Search the records for the string "database" and copy every line in which it appears.

*** Block opens ***

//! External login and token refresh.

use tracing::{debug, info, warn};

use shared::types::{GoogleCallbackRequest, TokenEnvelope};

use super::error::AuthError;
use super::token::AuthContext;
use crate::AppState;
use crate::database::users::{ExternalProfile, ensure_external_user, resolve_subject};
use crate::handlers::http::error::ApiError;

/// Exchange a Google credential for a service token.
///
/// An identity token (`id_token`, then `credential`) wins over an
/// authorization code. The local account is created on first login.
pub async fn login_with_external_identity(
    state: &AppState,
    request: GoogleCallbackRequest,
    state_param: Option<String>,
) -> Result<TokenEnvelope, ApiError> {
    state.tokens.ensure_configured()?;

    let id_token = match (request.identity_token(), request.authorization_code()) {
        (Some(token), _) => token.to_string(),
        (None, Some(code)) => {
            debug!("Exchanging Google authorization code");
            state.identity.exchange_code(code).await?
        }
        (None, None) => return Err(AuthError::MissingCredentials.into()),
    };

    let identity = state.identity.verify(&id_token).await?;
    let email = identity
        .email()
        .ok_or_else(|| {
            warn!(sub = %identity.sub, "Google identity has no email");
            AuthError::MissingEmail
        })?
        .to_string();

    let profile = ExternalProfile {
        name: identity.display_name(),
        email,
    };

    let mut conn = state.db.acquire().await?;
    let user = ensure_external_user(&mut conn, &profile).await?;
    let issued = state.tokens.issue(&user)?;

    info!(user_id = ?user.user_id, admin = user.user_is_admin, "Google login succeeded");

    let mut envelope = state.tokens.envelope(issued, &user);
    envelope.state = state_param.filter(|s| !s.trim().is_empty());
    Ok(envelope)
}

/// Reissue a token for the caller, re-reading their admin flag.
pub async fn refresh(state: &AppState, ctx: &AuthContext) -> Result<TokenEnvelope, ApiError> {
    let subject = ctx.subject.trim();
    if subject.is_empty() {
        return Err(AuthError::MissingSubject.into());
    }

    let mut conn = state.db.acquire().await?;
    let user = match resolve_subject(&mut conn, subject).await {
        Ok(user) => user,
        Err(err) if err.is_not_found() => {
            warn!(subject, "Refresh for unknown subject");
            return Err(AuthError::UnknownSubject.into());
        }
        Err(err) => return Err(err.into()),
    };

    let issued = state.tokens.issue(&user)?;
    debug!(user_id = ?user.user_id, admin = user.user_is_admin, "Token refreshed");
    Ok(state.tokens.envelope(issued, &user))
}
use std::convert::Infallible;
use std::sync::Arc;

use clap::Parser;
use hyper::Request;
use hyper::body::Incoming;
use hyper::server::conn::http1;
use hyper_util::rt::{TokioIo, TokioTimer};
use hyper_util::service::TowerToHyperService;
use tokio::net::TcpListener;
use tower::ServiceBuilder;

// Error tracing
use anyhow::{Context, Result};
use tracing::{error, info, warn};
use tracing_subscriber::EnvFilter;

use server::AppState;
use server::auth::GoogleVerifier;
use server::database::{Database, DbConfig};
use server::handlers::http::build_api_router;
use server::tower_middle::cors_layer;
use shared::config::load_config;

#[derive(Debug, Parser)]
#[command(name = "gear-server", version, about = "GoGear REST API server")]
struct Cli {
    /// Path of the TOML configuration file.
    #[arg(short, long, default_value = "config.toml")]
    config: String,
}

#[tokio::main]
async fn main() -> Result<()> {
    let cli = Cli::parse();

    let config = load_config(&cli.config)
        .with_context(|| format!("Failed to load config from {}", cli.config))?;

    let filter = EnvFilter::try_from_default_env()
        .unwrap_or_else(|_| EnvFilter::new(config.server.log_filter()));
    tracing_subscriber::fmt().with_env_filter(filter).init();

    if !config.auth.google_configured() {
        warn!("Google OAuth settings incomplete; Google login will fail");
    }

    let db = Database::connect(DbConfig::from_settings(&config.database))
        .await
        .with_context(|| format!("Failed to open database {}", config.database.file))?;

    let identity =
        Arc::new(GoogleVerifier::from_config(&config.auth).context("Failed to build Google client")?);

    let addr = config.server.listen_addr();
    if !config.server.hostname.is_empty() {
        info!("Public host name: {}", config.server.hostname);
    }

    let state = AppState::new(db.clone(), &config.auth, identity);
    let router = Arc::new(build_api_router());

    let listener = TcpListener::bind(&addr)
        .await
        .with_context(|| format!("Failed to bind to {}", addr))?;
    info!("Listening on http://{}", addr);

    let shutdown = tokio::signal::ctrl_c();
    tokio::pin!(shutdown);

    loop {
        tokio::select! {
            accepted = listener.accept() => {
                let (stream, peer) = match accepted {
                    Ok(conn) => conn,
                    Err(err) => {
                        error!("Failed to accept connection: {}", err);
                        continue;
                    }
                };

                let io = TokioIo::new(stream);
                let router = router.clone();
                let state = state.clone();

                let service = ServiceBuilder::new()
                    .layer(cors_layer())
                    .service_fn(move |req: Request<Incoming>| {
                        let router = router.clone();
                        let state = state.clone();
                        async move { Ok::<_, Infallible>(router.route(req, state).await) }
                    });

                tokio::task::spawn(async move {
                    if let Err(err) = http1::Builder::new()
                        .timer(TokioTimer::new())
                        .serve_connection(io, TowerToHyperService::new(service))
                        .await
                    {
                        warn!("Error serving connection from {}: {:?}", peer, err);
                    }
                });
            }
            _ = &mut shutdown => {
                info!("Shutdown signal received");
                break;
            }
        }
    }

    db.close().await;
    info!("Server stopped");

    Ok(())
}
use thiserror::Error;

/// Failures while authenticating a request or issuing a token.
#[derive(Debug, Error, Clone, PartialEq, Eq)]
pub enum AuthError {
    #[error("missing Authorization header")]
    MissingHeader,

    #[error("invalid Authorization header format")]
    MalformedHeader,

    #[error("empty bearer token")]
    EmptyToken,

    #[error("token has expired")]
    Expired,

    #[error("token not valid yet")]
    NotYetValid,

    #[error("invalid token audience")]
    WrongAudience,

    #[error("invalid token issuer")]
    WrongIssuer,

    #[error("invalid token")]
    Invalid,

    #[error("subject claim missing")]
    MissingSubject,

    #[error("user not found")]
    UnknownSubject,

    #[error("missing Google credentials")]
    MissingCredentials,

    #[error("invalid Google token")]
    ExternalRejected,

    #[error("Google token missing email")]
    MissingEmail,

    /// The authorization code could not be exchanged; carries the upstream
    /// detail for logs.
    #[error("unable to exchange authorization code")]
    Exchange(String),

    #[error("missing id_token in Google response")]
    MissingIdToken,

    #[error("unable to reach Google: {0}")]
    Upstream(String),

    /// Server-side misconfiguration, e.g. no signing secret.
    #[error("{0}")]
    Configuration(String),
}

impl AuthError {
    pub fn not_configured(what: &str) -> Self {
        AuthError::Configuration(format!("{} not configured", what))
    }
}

*** Block closes ***

The completed task
use crate::database::users::{ExternalProfile, ensure_external_user, resolve_subject};
use server::database::{Database, DbConfig};
    let db = Database::connect(DbConfig::from_settings(&config.database))
        .with_context(|| format!("Failed to open database {}", config.database.file))?;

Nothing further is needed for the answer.